What do the constraints really constrain ??? Do they imply that the missions should be completed in that order ? Or that only these missions should be completed (if that's the option, how many missions are there then?)

The order of the missions are based on the storyline, so the missions cannot be reordered to increase the sequence length. If that were to happen then the answer would always be equal to the total number of missions. And the constraint also means that when you're playing the game for the i th time, you can only play a mission that's harder than the missions you played in this i th time.

If the missions should be completed in the given order, and the output should be the maximum number of missions that can be completed, and YES, I CAN play missions again if i simply restart the game, why isn't this number just equal to all missions ? I will always be able to play all missions if I can restart and play lower missions at will.
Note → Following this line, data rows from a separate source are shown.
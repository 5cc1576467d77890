//! Installer: reconciles each host's install directory with the current
//! resource snapshot.
//!
//! Per host, a run converts every resource, plans the expected artifact set
//! and the orphans, checks every planned path against the namespace guard,
//! then removes orphans and writes artifacts that are missing or differ.
//! Nothing is persisted between runs; the expected set is recomputed each
//! time, so repeated runs converge and are no-ops once converged.  Resources
//! rejected at load time keep whatever they installed before.
pub mod lock;
pub mod plan;

use rayon::prelude::*;
use std::sync::Arc;

use crate::config::Namespace;
use crate::convert::{Conversion, Converter};
use crate::error::InstallError;
use crate::logging::{BufferedLog, Log, Logger, TaskStatus};
use crate::materialize::{self, ArtifactState, helpers::remove_entry};
use crate::matrix::HostTarget;
use crate::report::{HostReport, InstallReport, Outcome, ReportEntry};
use crate::store::{Rejected, Resource, StoreSnapshot};

use lock::RootLock;
use plan::Plan;

/// Reconciliation engine.
#[derive(Debug, Clone)]
pub struct Installer {
    namespace: Namespace,
    dry_run: bool,
}

impl Installer {
    /// Create an installer that only ever touches entries owned by
    /// `namespace`.  With `dry_run`, plans and reports without writing.
    #[must_use]
    pub const fn new(namespace: Namespace, dry_run: bool) -> Self {
        Self { namespace, dry_run }
    }

    /// Reconcile one host.
    ///
    /// Never returns an error: per-resource failures become
    /// [`Outcome::Failed`] entries, and a namespace hazard aborts this host
    /// only, recorded in [`HostReport::hazard`].  Outside a dry run the host
    /// is reconciled while holding the install root's [`RootLock`], so
    /// concurrent runs against one root take turns.
    pub fn install_host(
        &self,
        target: &HostTarget,
        snapshot: &StoreSnapshot,
        log: &dyn Log,
    ) -> HostReport {
        let host = target.id();
        log.stage(&format!(
            "{} ({})",
            host.display_name(),
            target.install_root.display()
        ));

        let converter = Converter::for_host(host);
        let conversions: Vec<(&Resource, Conversion)> = snapshot
            .resources
            .iter()
            .map(|r| (r, converter.convert(r, target)))
            .collect();

        let mut report = HostReport::new(host, target.install_root.clone());
        let rejected = &snapshot.rejected;
        if self.dry_run {
            self.reconcile(target, &conversions, rejected, &mut report, log);
        } else {
            match RootLock::open(&target.install_root) {
                Ok(mut lock) => {
                    let held = lock.hold();
                    match held {
                        Ok(_guard) => {
                            self.reconcile(target, &conversions, rejected, &mut report, log);
                        }
                        Err(e) => abort(&conversions, &mut report, log, &e),
                    }
                }
                Err(e) => abort(&conversions, &mut report, log, &e),
            }
        }

        report.normalize();
        let status = if report.has_failures() {
            TaskStatus::Failed
        } else if self.dry_run {
            TaskStatus::DryRun
        } else if report.installed() == 0 && report.removed.is_empty() {
            TaskStatus::Skipped
        } else {
            TaskStatus::Ok
        };
        log.record_task(host.display_name(), status, Some(&report.summary()));
        report
    }

    /// Plan, sweep orphans and apply every conversion.
    fn reconcile(
        &self,
        target: &HostTarget,
        conversions: &[(&Resource, Conversion)],
        rejected: &[Rejected],
        report: &mut HostReport,
        log: &dyn Log,
    ) {
        match Plan::build(target, &self.namespace, conversions, rejected) {
            Ok(plan) => {
                self.remove_orphans(&plan, report, log);
                for (resource, conversion) in conversions {
                    let outcome = self.apply_conversion(conversion, report, log);
                    report.entries.push(entry(resource, outcome));
                }
            }
            Err(hazard) => {
                report.hazard = Some(hazard.to_string());
                abort(conversions, report, log, &hazard);
            }
        }
    }

    /// Remove every orphan independently; one failure does not stop the rest.
    fn remove_orphans(&self, plan: &Plan<'_>, report: &mut HostReport, log: &dyn Log) {
        for err in &plan.list_errors {
            log.error(&err.to_string());
            report.errors.push(err.to_string());
        }
        for orphan in &plan.orphans {
            if self.dry_run {
                log.dry_run(&format!("would remove orphan: {}", orphan.display()));
                report.removed.push(orphan.clone());
                continue;
            }
            match remove_entry(orphan) {
                Ok(()) => {
                    log.info(&format!("removed orphan: {}", orphan.display()));
                    report.removed.push(orphan.clone());
                    report.writes += 1;
                }
                Err(e) => {
                    log.error(&format!("{e:#}"));
                    report.errors.push(format!("{e:#}"));
                }
            }
        }
    }

    /// Check one conversion against disk and write it if needed.
    fn apply_conversion(
        &self,
        conversion: &Conversion,
        report: &mut HostReport,
        log: &dyn Log,
    ) -> Outcome {
        let artifact = match conversion {
            Conversion::Skipped(reason) => {
                return Outcome::Skipped {
                    reason: reason.to_string(),
                };
            }
            Conversion::Failed(reason) => {
                log.error(reason);
                return Outcome::Failed {
                    reason: reason.clone(),
                };
            }
            Conversion::Ready(artifact) => artifact,
        };

        if !artifact.dropped.is_empty() {
            log.debug(&format!(
                "{}: dropped {}",
                artifact.path.display(),
                artifact.dropped.join(", ")
            ));
        }

        let primitive = materialize::for_artifact(artifact);
        let desc = primitive.description();
        let installed = |changed: bool| Outcome::Installed {
            path: artifact.path.clone(),
            changed,
            dropped: artifact.dropped.clone(),
        };
        let failed = |reason: String| {
            log.error(&format!("failed to install {desc}: {reason}"));
            Outcome::Failed { reason }
        };

        match primitive.current_state() {
            Ok(ArtifactState::Correct) => {
                log.debug(&format!("ok: {desc}"));
                installed(false)
            }
            Ok(ArtifactState::Invalid { reason }) => failed(reason),
            Ok(state) => {
                if self.dry_run {
                    let msg = if let ArtifactState::Incorrect { current } = &state {
                        format!("would replace {desc} (currently {current})")
                    } else {
                        format!("would install: {desc}")
                    };
                    log.dry_run(&msg);
                    return installed(true);
                }
                match primitive.apply() {
                    Ok(()) => {
                        log.info(&format!("installed: {desc}"));
                        report.writes += 1;
                        installed(true)
                    }
                    Err(e) => failed(format!("{e:#}")),
                }
            }
            Err(e) => failed(format!("{e:#}")),
        }
    }

    /// Reconcile every target, in parallel across hosts when `parallel`.
    ///
    /// Hosts share nothing but the read-only snapshot.  While running in
    /// parallel each host logs into its own [`BufferedLog`], flushed when the
    /// host finishes.  The report lists hosts in `targets` order.
    #[must_use]
    pub fn install_all(
        &self,
        snapshot: &StoreSnapshot,
        targets: &[HostTarget],
        parallel: bool,
        log: &Arc<Logger>,
    ) -> InstallReport {
        let hosts: Vec<HostReport> = if parallel && targets.len() > 1 {
            targets
                .par_iter()
                .map(|target| {
                    let name = target.id().display_name();
                    log.notify_task_start(name);
                    let buffered = BufferedLog::new(Arc::clone(log));
                    let report = self.install_host(target, snapshot, &buffered);
                    buffered.flush_and_complete(name);
                    report
                })
                .collect()
        } else {
            targets
                .iter()
                .map(|target| self.install_host(target, snapshot, log.as_ref()))
                .collect()
        };

        InstallReport {
            hosts,
            rejected: snapshot.rejected.clone(),
        }
    }
}

/// Leave the host untouched: every eligible resource fails with `cause`,
/// skips stay skips.
fn abort(
    conversions: &[(&Resource, Conversion)],
    report: &mut HostReport,
    log: &dyn Log,
    cause: &InstallError,
) {
    log.error(&format!("aborting {}: {cause}", report.host));
    if !matches!(cause, InstallError::ReconciliationHazard { .. }) {
        report.errors.push(cause.to_string());
    }
    let reason = format!("not installed: {cause}");
    for (resource, conversion) in conversions {
        let outcome = match conversion {
            Conversion::Skipped(skip) => Outcome::Skipped {
                reason: skip.to_string(),
            },
            Conversion::Ready(_) | Conversion::Failed(_) => Outcome::Failed {
                reason: reason.clone(),
            },
        };
        report.entries.push(entry(resource, outcome));
    }
}

fn entry(resource: &Resource, outcome: Outcome) -> ReportEntry {
    ReportEntry {
        kind: resource.kind,
        name: resource.name.clone(),
        outcome,
    }
}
Because once you play a mission, it would be deleted, you cannot play it again. It is not going to appear in the list of mission when you play the game for the (i+1)th time. The only exception to this rule were the first and the final mission which would not be in the input, and would never be counted. You need to play |length of LIS| missions every time, so it can be the case that you cannot play all the missions. The 2nd sample given with the problem statement shows that.

I hope it is clear now.

[kmhasan]

Some greedy approaches will fail the following case:

Code: Select all

9
a1	7
a2	5
a3	1
a4	15
a5	13
a6	8
a7	16
a8	10
a9	9
0

If we greedily choose a3,a6,a7(1,8,16) then we cannot choose any other LIS of length 3. But as you'd see we could easily play 6 missions in two games a1,a4,a7(7,15,16) and then a2,a6,a9(5,8,9).

[windows2k]

To feel even safer, you can always run max flow on the vertex splitted network. That's the way I solved the problem.

Hello kmhasan,
I tried to solve the problem with max flow
First create a source and a sink, create a edge from source to indegree of node , create a edge from outdegree of node to sink , then according to his diffculties , creates a edge from an outdegree i to an indegree j
Then find a path from source to sink which length is exackly K , run until
no argument path exist.
But I get WA .
Could you say your thought about solving the problem? thx:)
Sorry for my poor English

[kmhasan]

Did you split each of the vertices into two parts and put an unit edge between them? This is necessary to ensure that a mission is a part of only one game.

[windows2k]

Did you split each of the vertices into two parts and put an unit edge between them? This is necessary to ensure that a mission is a part of only one game.

Yes , I did.
But I thought my method is wrong.
Could you explain your thought clearly?

[kmhasan]

Construct the network as follows:
For each mission make two vertices. From the 1st vertex connect using a unit edge to the 2nd vertex of the missions that appear before this mission and are easier than the one at hand. Then connect the 2nd vertex of the current mission to the 1st vertex of the current mission. From the source connect to the 2nd vertex of the missions that can be chosen as the K th mission in some LIS. And from the 1st missions of the LISs connect to the sink. Now run a max flow from source to sink.

The answer would be K*max-flow.

[junjieliang]

Just for curiosity, is this the method for min path cover?

[kmhasan]

Umm...so far as I understand, "No". Because you are not trying to take up all the edges in the DAG. Here the idea is to find the maximum number of vertex disjoint paths in the DAG/Multistage graph.